use regex::{Captures, Regex};
use std::ops::Range;
use std::path::Path;
use std::sync::LazyLock;

use crate::extraction::ScannedDocument;
use crate::model::DocumentMetadata;

static SHEET_KIT: LazyLock<Regex> = LazyLock::new(|| {
    Regex::new(r"(?i)(\d+(?:\.\d+)?)\s*Sheet\(s\)\s*=\s*(\d+(?:\.\d+)?)\s*Kit\(s\)")
        .expect("sheet/kit pattern is valid")
});

static THICKNESS: LazyLock<Regex> = LazyLock::new(|| {
    Regex::new(r"(?i)Thickness:\s*(\d+(?:\.\d+)?)\s*MM").expect("thickness pattern is valid")
});

static SCRAP: LazyLock<Regex> = LazyLock::new(|| {
    Regex::new(r"(?i)Scrap:\s*(\d+(?:\.\d+)?)\s*%").expect("scrap pattern is valid")
});

/// Material codes keyed by exact sheet thickness in millimetres.
const MATERIAL_CODES: [(f64, &str); 4] = [
    (15.0, "280040WNK"),
    (18.0, "280045WNK"),
    (12.0, "280090WNK"),
    (9.0, "280062"),
];

/// A value parsed out of free text, with the byte span it was read from.
#[derive(Debug, Clone, PartialEq)]
pub struct Matched<T> {
    pub value: T,
    pub span: Range<usize>,
}

/// Program identifier of a document: its file name without the extension.
pub fn program_name(filename: &str) -> String {
    Path::new(filename)
        .file_stem()
        .map(|s| s.to_string_lossy().into_owned())
        .unwrap_or_else(|| filename.to_string())
}

fn capture_f64(caps: &Captures<'_>, group: usize) -> Option<f64> {
    caps.get(group)?.as_str().parse().ok()
}

fn sheet_kit_from(caps: &Captures<'_>) -> Option<Matched<(f64, f64)>> {
    let whole = caps.get(0)?;
    Some(Matched {
        value: (capture_f64(caps, 1)?, capture_f64(caps, 2)?),
        span: whole.range(),
    })
}

/// Every "<n> Sheet(s) = <m> Kit(s)" statement, in document order.
pub fn find_all_sheet_kit(text: &str) -> Vec<Matched<(f64, f64)>> {
    SHEET_KIT
        .captures_iter(text)
        .filter_map(|caps| sheet_kit_from(&caps))
        .collect()
}

/// The first "<n> Sheet(s) = <m> Kit(s)" statement in the text.
pub fn find_sheet_kit(text: &str) -> Option<Matched<(f64, f64)>> {
    SHEET_KIT.captures(text).and_then(|caps| sheet_kit_from(&caps))
}

/// Sheet and kit counts of a document, both `None` when the text has no ratio.
pub fn extract_sheet_kit(full_text: &str) -> (Option<f64>, Option<f64>) {
    match find_sheet_kit(full_text) {
        Some(m) => (Some(m.value.0), Some(m.value.1)),
        None => (None, None),
    }
}

/// "Thickness: <n> MM" on a page.
pub fn find_thickness(page_text: &str) -> Option<Matched<f64>> {
    let caps = THICKNESS.captures(page_text)?;
    Some(Matched {
        value: capture_f64(&caps, 1)?,
        span: caps.get(0)?.range(),
    })
}

/// "Scrap: <n>%" on a page, kept as display text such as "12.5%".
pub fn find_scrap(page_text: &str) -> Option<Matched<String>> {
    let caps = SCRAP.captures(page_text)?;
    Some(Matched {
        value: format!("{}%", caps.get(1)?.as_str()),
        span: caps.get(0)?.range(),
    })
}

pub fn extract_thickness_scrap(page_text: &str) -> (Option<f64>, Option<String>) {
    (
        find_thickness(page_text).map(|m| m.value),
        find_scrap(page_text).map(|m| m.value),
    )
}

/// Material code for a sheet thickness. Only exact thicknesses match, so
/// 15.5 or 15.0000001 yield an empty code.
pub fn material_code(thickness: Option<f64>) -> &'static str {
    let Some(t) = thickness else {
        return "";
    };
    MATERIAL_CODES
        .iter()
        .find(|(mm, _)| *mm == t)
        .map(|(_, code)| *code)
        .unwrap_or("")
}

/// Derive the document-wide scalars of one scanned document.
///
/// Thickness comes from the first page that states one. Scrap is read from
/// pages 1 and 2 only.
pub fn extract_metadata(filename: &str, doc: &ScannedDocument) -> DocumentMetadata {
    let (sheet, kit) = extract_sheet_kit(&doc.full_text());

    let mut metadata = DocumentMetadata {
        program: program_name(filename),
        sheet,
        kit,
        page_count: doc.page_count(),
        ..Default::default()
    };

    for (idx, page) in doc.pages.iter().enumerate() {
        let (thickness, scrap) = extract_thickness_scrap(&page.text);
        if metadata.thickness.is_none() {
            metadata.thickness = thickness;
        }
        match idx {
            0 => metadata.scrap_sheet1 = scrap,
            1 => metadata.scrap_sheet2 = scrap,
            _ => {}
        }
    }

    metadata
}
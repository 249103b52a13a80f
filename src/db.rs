//! Database setup and access shared by the route handlers.

use std::sync::{Mutex, MutexGuard};

use rusqlite::{Connection, Transaction as SqlTransaction};

use crate::{Error, transaction::create_transaction_tables, user::create_user_table};

/// Create the tables for the domain models if they do not exist yet.
///
/// Foreign key enforcement is switched on for `connection` so that records
/// cannot be created for users that do not exist.
///
/// # Errors
/// Returns an error if the tables cannot be created or if there is an SQL error.
pub fn initialize(connection: &Connection) -> Result<(), Error> {
    // Foreign keys cannot be toggled inside a transaction.
    connection.pragma_update(None, "foreign_keys", true)?;

    let transaction =
        SqlTransaction::new_unchecked(connection, rusqlite::TransactionBehavior::Exclusive)?;

    create_user_table(&transaction)?;
    create_transaction_tables(&transaction)?;

    transaction.commit()?;

    Ok(())
}

/// Acquire the lock on the shared database connection.
///
/// # Errors
/// Returns [Error::DatabaseLockError] if the lock is poisoned.
pub(crate) fn lock_connection(
    connection: &Mutex<Connection>,
) -> Result<MutexGuard<'_, Connection>, Error> {
    connection
        .lock()
        .inspect_err(|error| tracing::error!("could not acquire database lock: {error}"))
        .map_err(|_| Error::DatabaseLockError)
}

#[cfg(test)]
mod tests {
    use rusqlite::Connection;

    use crate::db::initialize;

    #[test]
    fn initialize_is_idempotent() {
        let connection = Connection::open_in_memory().unwrap();

        initialize(&connection).unwrap();
        initialize(&connection).unwrap();
    }

    #[test]
    fn initialize_enables_foreign_keys() {
        let connection = Connection::open_in_memory().unwrap();

        initialize(&connection).unwrap();

        let enabled: bool = connection
            .query_row("PRAGMA foreign_keys", [], |row| row.get(0))
            .unwrap();
        assert!(enabled);
    }
}
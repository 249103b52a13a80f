use std::error::Error;
use std::path::Path;
use std::process::exit;

use clap::Parser;
use rusqlite::Connection;
use time::{Duration, OffsetDateTime};

use dinero::{
    Amount, NewTransaction, NewUser, Role, TransactionKind, UserID, create_transaction,
    create_user, initialize_db,
};

/// A utility for creating a test database for the REST API server of Dinero.
#[derive(Parser, Debug)]
#[command(version, about, long_about = None)]
struct Args {
    /// File path to save the SQLite database to.
    #[arg(long, short)]
    output_path: String,
}

/// Income as (source, dollars, days ago) and expenses as (category, dollars, days ago).
const SAMPLE_INCOME: [(&str, i64, i64); 4] = [
    ("Salary", 4_200, 3),
    ("Freelance", 650, 12),
    ("Salary", 4_200, 33),
    ("Dividends", 120, 45),
];
const SAMPLE_EXPENSES: [(&str, i64, i64); 6] = [
    ("Rent", 1_800, 1),
    ("Groceries", 145, 2),
    ("Transport", 60, 5),
    ("Groceries", 132, 9),
    ("Rent", 1_800, 31),
    ("Entertainment", 85, 40),
];

/// Create and populate a database for manual testing.
fn main() -> Result<(), Box<dyn Error>> {
    let args = Args::parse();

    let output_path = Path::new(&args.output_path);

    match output_path.extension() {
        None => {
            eprintln!("Output path must include a file extension (e.g., 'my_database.db').");
            exit(1);
        }
        Some(extension) if extension.is_empty() => {
            eprintln!("Output path must include a file extension (e.g., 'my_database.db').");
            exit(1);
        }
        _ => {}
    }

    if output_path.is_file() {
        eprintln!("File already exists at {output_path:#?}!");
        exit(1);
    }

    println!("Creating database at {output_path:#?}");
    let conn = Connection::open(output_path)?;

    initialize_db(&conn)?;

    let now = OffsetDateTime::now_utc();

    println!("Creating test users...");
    let admin = create_user(
        NewUser {
            full_name: "Test Admin".to_owned(),
            email: "admin@example.com".to_owned(),
            role: Role::Admin,
            created_at: now - Duration::days(60),
        },
        &conn,
    )?;
    let user = create_user(
        NewUser {
            full_name: "Test User".to_owned(),
            email: "user@example.com".to_owned(),
            role: Role::User,
            created_at: now - Duration::days(10),
        },
        &conn,
    )?;

    println!("Creating sample transactions...");
    for (kind, samples) in [
        (TransactionKind::Income, SAMPLE_INCOME.as_slice()),
        (TransactionKind::Expense, SAMPLE_EXPENSES.as_slice()),
    ] {
        for &(label, dollars, days_ago) in samples {
            insert_sample(&conn, user.id, kind, label, dollars, days_ago, now)?;
        }
    }

    println!(
        "Success! Use the header 'X-User-Id: {}' for the admin and 'X-User-Id: {}' for the user.",
        admin.id, user.id
    );

    Ok(())
}

fn insert_sample(
    conn: &Connection,
    owner_id: UserID,
    kind: TransactionKind,
    label: &str,
    dollars: i64,
    days_ago: i64,
    now: OffsetDateTime,
) -> Result<(), Box<dyn Error>> {
    create_transaction(
        NewTransaction {
            owner_id,
            kind,
            amount: Amount::from_cents(dollars * 100)?,
            label: label.to_owned(),
            date: (now - Duration::days(days_ago)).date(),
            icon: None,
        },
        conn,
    )?;

    Ok(())
}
■ ■ ■
_AIM OF THE TASK_
Look above for the line with "pub fn find_scrap(page_text: &str)" and the line with "let mut metadata"; transcribe both and all lines in between, exactly, and nothing else.

_TASK RESPONSE_
pub fn find_scrap(page_text: &str) -> Option<Matched<String>> {
    let caps = SCRAP.captures(page_text)?;
    Some(Matched {
        value: format!("{}%", caps.get(1)?.as_str()),
        span: caps.get(0)?.range(),
    })
}

pub fn extract_thickness_scrap(page_text: &str) -> (Option<f64>, Option<String>) {
    (
        find_thickness(page_text).map(|m| m.value),
        find_scrap(page_text).map(|m| m.value),
    )
}

/// Material code for a sheet thickness. Only exact thicknesses match, so
/// 15.5 or 15.0000001 yield an empty code.
pub fn material_code(thickness: Option<f64>) -> &'static str {
    let Some(t) = thickness else {
        return "";
    };
    MATERIAL_CODES
        .iter()
        .find(|(mm, _)| *mm == t)
        .map(|(_, code)| *code)
        .unwrap_or("")
}

/// Derive the document-wide scalars of one scanned document.
///
/// Thickness comes from the first page that states one. Scrap is read from
/// pages 1 and 2 only.
pub fn extract_metadata(filename: &str, doc: &ScannedDocument) -> DocumentMetadata {
    let (sheet, kit) = extract_sheet_kit(&doc.full_text());

    let mut metadata = DocumentMetadata {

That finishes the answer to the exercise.